Ab dem achten Monat der Trächtigkeit steigt der Bedarf an Eiweißen stark (bis zum 3,5-fachen) an, stärker noch als der Energiebedarf. Dann sollte das Verhältnis Eiweiß-Energie 5,7:1 bis 6,4:1 betragen. Ebenfalls muss die Versorgung mit essenziellen Aminosäuren berücksichtigt werden! Nach meiner Erfahrung nehmen die Zuchtstuten aufgrund des Wachstums der Frucht ab der Zeit wesentlich weniger Raufutter auf, so dass Energie und Eiweiß in dem richtigen Verhältnis über andere Futtermittel (Krippenfuttermittel, Zuchtfutter, Sojaextraktionsschrot, evtl.
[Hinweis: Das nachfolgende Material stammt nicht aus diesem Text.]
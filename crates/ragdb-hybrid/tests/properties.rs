use proptest::prelude::*;

use ragdb_core::traits::Embedder;
use ragdb_core::types::{ChunkRecord, RetrievalMode};
use ragdb_embed::HashingEmbedder;
use ragdb_hybrid::HybridRetriever;
use ragdb_vector::{FlatL2Index, IdMap, MemoryChunkStore};

const DIM: usize = 64;
const VOCAB: &[&str] = &["pump", "valve", "motor", "belt", "filter", "stop", "oil", "gear", "the", "check"];

fn text() -> impl Strategy<Value = String> {
    prop::collection::vec(prop::sample::select(VOCAB), 1..8).prop_map(|words| words.join(" "))
}

fn retriever(texts: &[String]) -> HybridRetriever<FlatL2Index, IdMap, MemoryChunkStore> {
    let embedder = HashingEmbedder::new(DIM);
    let vectors: Vec<Vec<f32>> = texts.iter().map(|t| embedder.embed(t).unwrap()).collect();
    let index = FlatL2Index::from_vectors(DIM, &vectors).unwrap();
    let ids: Vec<u64> = (1..=texts.len() as u64).collect();
    let records = texts.iter().zip(&ids).map(|(t, id)| ChunkRecord {
        id: *id,
        text: t.clone(),
        source_title: "Field guide".into(),
        source_url: "https://example.org/guide".into(),
        page_number: 1,
    });
    let store = MemoryChunkStore::from_records(records).unwrap();
    HybridRetriever::new(Box::new(embedder), index, IdMap::new(ids), store).unwrap()
}

proptest! {
    #![proptest_config(ProptestConfig::with_cases(64))]

    #[test]
    fn baseline_is_bounded_and_distance_ordered(texts in prop::collection::vec(text(), 0..12), query in text(), k in 1usize..6) {
        let result = retriever(&texts).retrieve(&query, k, RetrievalMode::Baseline).unwrap();
        prop_assert!(!result.fusion_applied);
        prop_assert_eq!(result.len(), k.min(texts.len()));
        for pair in result.candidates.windows(2) {
            prop_assert!(pair[0].dense_distance <= pair[1].dense_distance);
        }
    }

    #[test]
    fn fused_scores_are_bounded_and_descending(texts in prop::collection::vec(text(), 0..12), query in text(), k in 1usize..6) {
        let result = retriever(&texts).retrieve(&query, k, RetrievalMode::Fused).unwrap();
        prop_assert_eq!(result.len(), k.min(texts.len()));
        prop_assert_eq!(result.fusion_applied, texts.len().min(2 * k) >= 2);
        if result.fusion_applied {
            let scores: Vec<f32> = result.candidates.iter().map(|c| c.combined_score.unwrap()).collect();
            for s in &scores {
                prop_assert!((-1e-6f32..=1.0 + 1e-6).contains(s), "combined score {} out of range", s);
            }
            for pair in scores.windows(2) {
                prop_assert!(pair[0] >= pair[1]);
            }
            prop_assert!(result.candidates.iter().all(|c| c.lexical_score.unwrap() >= 0.0));
        } else {
            prop_assert!(result.candidates.iter().all(|c| c.combined_score.is_none()));
        }
    }

    #[test]
    fn fused_results_come_from_the_baseline_pool(texts in prop::collection::vec(text(), 1..12), query in text(), k in 1usize..6) {
        let r = retriever(&texts);
        let pool = r.retrieve(&query, 2 * k, RetrievalMode::Baseline).unwrap();
        let fused = r.retrieve(&query, k, RetrievalMode::Fused).unwrap();
        let pool_ids: Vec<u64> = pool.candidates.iter().map(|c| c.record.id).collect();
        for c in &fused.candidates {
            prop_assert!(pool_ids.contains(&c.record.id));
        }
    }
}
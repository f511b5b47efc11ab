#![deny(warnings)]
#![deny(dead_code)]
#![deny(unused_variables)]
#![deny(unused_imports)]

pub mod config;
pub mod error;
pub mod traits;
pub mod types;
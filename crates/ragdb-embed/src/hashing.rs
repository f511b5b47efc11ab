use anyhow::Result;
use std::hash::{Hash, Hasher};
use twox_hash::XxHash64;

use ragdb_core::traits::Embedder;

/// Deterministic bag-of-tokens embedder for tests and offline development.
///
/// Each whitespace token is hashed into one of `dim` buckets with a positive
/// weight, and the vector is L2-normalized. Texts sharing tokens end up
/// closer than texts that share none.
#[derive(Debug, Clone)]
pub struct HashingEmbedder { dim: usize }

impl HashingEmbedder {
    pub fn new(dim: usize) -> Self { Self { dim: dim.max(1) } }
}

impl Embedder for HashingEmbedder {
    fn dim(&self) -> usize { self.dim }

    fn embed(&self, text: &str) -> Result<Vec<f32>> {
        let mut v = vec![0f32; self.dim];
        for (i, token) in text.split_whitespace().enumerate() {
            let mut hasher = XxHash64::with_seed(0);
            token.hash(&mut hasher);
            let h = hasher.finish();
            let idx = (h % self.dim as u64) as usize;
            let val = (((h >> 32) as u32) as f32) / (u32::MAX as f32);
            v[idx] += val + (i as f32 % 3.0) * 0.01;
        }
        let norm = (v.iter().map(|x| x * x).sum::<f32>()).sqrt().max(1e-6);
        for x in &mut v { *x /= norm; }
        Ok(v)
    }
}
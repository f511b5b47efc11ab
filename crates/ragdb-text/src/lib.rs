//! ragdb-text
//!
//! BM25 lexical scoring over an ephemeral in-RAM Tantivy index built from the
//! documents being scored. See `bm25` for the scorer and `examples/score.rs`
//! for CLI-like usage during development.

pub mod bm25;
pub mod tantivy_utils;

pub use bm25::Bm25Scorer;
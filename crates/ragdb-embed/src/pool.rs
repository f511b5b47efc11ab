use anyhow::{Result, bail};
use candle_core::{DType, Tensor};

/// Mean of the hidden states over unmasked tokens, then L2-normalized.
///
/// `hidden` is `[B, T, H]`, `attention_mask` is `[B, T]`; returns `[B, H]`.
pub fn masked_mean_l2(hidden: &Tensor, attention_mask: &Tensor) -> Result<Tensor> {
    let (batch, _tokens, hidden_dim) = match hidden.dims() {
        [b, t, h] => (*b, *t, *h),
        dims => bail!("hidden states must be [B,T,H], got {:?}", dims),
    };
    let dtype = hidden.dtype();
    let mask = attention_mask.to_device(hidden.device())?.to_dtype(dtype)?;

    // [B, T, 1] scales every hidden unit of a token by its mask bit.
    let summed = hidden.broadcast_mul(&mask.unsqueeze(2)?)?.sum(1)?;
    let token_counts = mask.sum_keepdim(1)?;
    let pooled = summed.broadcast_div(&token_counts)?;

    let eps = if dtype == DType::F16 { 1e-6 } else { 1e-12 };
    let norms = pooled.sqr()?.sum_keepdim(1)?.sqrt()?.affine(1.0, eps)?;
    let normalized = pooled.broadcast_div(&norms)?;
    if normalized.dims() != [batch, hidden_dim].as_slice() {
        bail!("pooled shape {:?} != [{batch}, {hidden_dim}]", normalized.dims());
    }
    Ok(normalized)
}
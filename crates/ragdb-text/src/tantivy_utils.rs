use tantivy::schema::{Field, IndexRecordOption, Schema, TextFieldIndexing, TextOptions, STORED};
use tantivy::tokenizer::{TextAnalyzer, WhitespaceTokenizer};
use tantivy::Index;

/// Splits on ASCII whitespace only: no lowercasing, stemming or stop-words.
pub const TOKENIZER_NAME: &str = "split_whitespace";

pub struct ScoringFields {
	pub position: Field,
	pub text: Field,
}

pub fn build_schema() -> (Schema, ScoringFields) {
	let mut schema_builder = Schema::builder();
	let position = schema_builder.add_u64_field("position", STORED);
	let text_field_indexing = TextFieldIndexing::default().set_tokenizer(TOKENIZER_NAME).set_index_option(IndexRecordOption::WithFreqs);
	let text_options = TextOptions::default().set_indexing_options(text_field_indexing);
	let text = schema_builder.add_text_field("text", text_options);
	(schema_builder.build(), ScoringFields { position, text })
}

pub fn register_tokenizer(index: &Index) {
	let tokenizer = TextAnalyzer::builder(WhitespaceTokenizer::default()).build();
	index.tokenizers().register(TOKENIZER_NAME, tokenizer);
}

/// Query-side counterpart of the registered tokenizer. Duplicates are kept.
pub fn query_terms(query: &str) -> Vec<&str> { query.split_ascii_whitespace().collect() }
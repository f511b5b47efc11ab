use anyhow::{Context, Result};
use indicatif::{ProgressBar, ProgressStyle};
use tracing::info;

use ragdb_core::config::Settings;
use ragdb_core::traits::Embedder;
use ragdb_embed::load_embedder;
use ragdb_hybrid::HybridRetriever;
use ragdb_vector::{FlatL2Index, IdMap, MemoryChunkStore};

pub type Retriever = HybridRetriever<FlatL2Index, IdMap, MemoryChunkStore>;

/// Load the corpus and embedder, embed every chunk and assemble the retriever.
pub fn build_retriever(settings: &Settings) -> Result<Retriever> {
    let store = MemoryChunkStore::from_jsonl(&settings.corpus.chunks_path)?;
    let embedder = load_embedder(&settings.embedding).context("Failed to load embedder")?;
    let (index, ids) = embed_corpus(embedder.as_ref(), &store, true)?;
    info!(chunks = store.len(), dim = embedder.dim(), "corpus embedded");
    Ok(HybridRetriever::new(embedder, index, ids, store)?)
}

/// Embed chunks in id order. Position `i` of the index holds the chunk at `ids[i]`.
pub fn embed_corpus(embedder: &dyn Embedder, store: &MemoryChunkStore, show_progress: bool) -> Result<(FlatL2Index, IdMap)> {
    let pb = if show_progress { ProgressBar::new(store.len() as u64) } else { ProgressBar::hidden() };
    pb.set_style(
        ProgressStyle::default_bar()
            .template("{spinner:.green} [{elapsed_precise}] [{bar:40.cyan/blue}] {pos}/{len} chunks ({percent}%) {msg}")?
            .progress_chars("#>-"),
    );
    pb.set_message("embedding");

    let mut index = FlatL2Index::new(embedder.dim());
    let mut ids = Vec::with_capacity(store.len());
    for record in store.iter() {
        let vector = embedder.embed(&record.text).with_context(|| format!("Failed to embed chunk {}", record.id))?;
        index.add(&vector)?;
        ids.push(record.id);
        pb.inc(1);
    }
    pb.finish_with_message("done");
    Ok((index, IdMap::new(ids)))
}
use ragdb_core::config::EmbeddingSettings;
use ragdb_core::traits::Embedder;
use ragdb_embed::{load_embedder, HashingEmbedder};

fn cosine(a: &[f32], b: &[f32]) -> f32 { a.iter().zip(b).map(|(x, y)| x * y).sum() }

#[test]
fn hashing_embedder_shapes_and_determinism() {
    let embedder = HashingEmbedder::new(1024);
    let texts = vec!["hello world".to_string(), "hello world".to_string()];
    let embs = embedder.embed_batch(&texts).expect("embed_batch");
    let v1 = &embs[0];
    let v2 = &embs[1];

    assert_eq!(v1.len(), 1024, "embedding dim is 1024");

    let norm: f32 = v1.iter().map(|x| x * x).sum::<f32>().sqrt();
    assert!((norm - 1.0).abs() <= 1e-3, "vector is L2-normalized (norm={norm})");

    for (a, b) in v1.iter().zip(v2.iter()) { assert!((a - b).abs() <= 1e-6); }
}

#[test]
fn shared_tokens_pull_texts_together() {
    let embedder = HashingEmbedder::new(1024);
    let query = embedder.embed("emergency stop").unwrap();
    let related = embedder.embed("press the emergency stop button").unwrap();
    let unrelated = embedder.embed("forklift battery charging area").unwrap();
    assert!(cosine(&query, &related) > cosine(&query, &unrelated));
}

#[test]
fn blank_text_embeds_to_zero_vector() {
    let v = HashingEmbedder::new(8).embed("   ").unwrap();
    assert_eq!(v, vec![0.0; 8]);
}

#[test]
fn load_embedder_honours_fake_setting() {
    let settings = EmbeddingSettings { model_dir: None, use_fake: true, fake_dim: 64 };
    let embedder = load_embedder(&settings).expect("fake embedder");
    assert_eq!(embedder.dim(), 64);
    assert_eq!(embedder.embed("hello").unwrap().len(), 64);
}

#[test]
fn load_embedder_fails_fast_on_missing_model_dir() {
    let tmp = tempfile::tempdir().unwrap();
    let settings = EmbeddingSettings { model_dir: Some(tmp.path().join("nope")), use_fake: false, fake_dim: 384 };
    assert!(load_embedder(&settings).is_err());
}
Magermilchpulver) ergänzt werden sollten. 
Sobald die Stute gefohlt hat und wieder mehr Raufutter aufnimmt, würde ich möglichst viel Energie über eine gute Heuqualität oder Weide zufüttern und entsprechend über Krippenfuttermittel ergänzen.
Bis zum zweiten Laktationsmonat steigt nun der Eiweißbedarf weiter an (Verhältnis Eiweiß-Energie bis zu 9,4:1), danach nimmt die Milchleistung einer Stute allmählich ab, so dass man im fünften Laktationsmonat bei einem Eiweiß-Energie-Verhältnis von 7,4:1 ist, Tendenz abnehmend bis zum Absetzen des Fohlens. Nicht zu vergessen ist, dass auf jeden Fall die Rationen der Zuchtstuten über ein passendes Mineralfutter mineralisiert werden. Da ist es nach meiner Erfahrung angebracht, Produkte so zu wählen, dass die Zusammensetzung an die regionalen Gegebenheiten angepasst ist. So haben wir in Schleswig-Holstein z. B. eher saure Böden und der regionale Hersteller bietet ein extrem calciumreiches Mineralfutter an. 
Bei aller Theorie bezüglich der Zuchtstutenfütterung möchte ich betonen, dass meiner Ansicht nach die Zuchttiere auf die Weide gehören und zwar durchgängig mit entsprechender Zufütterung.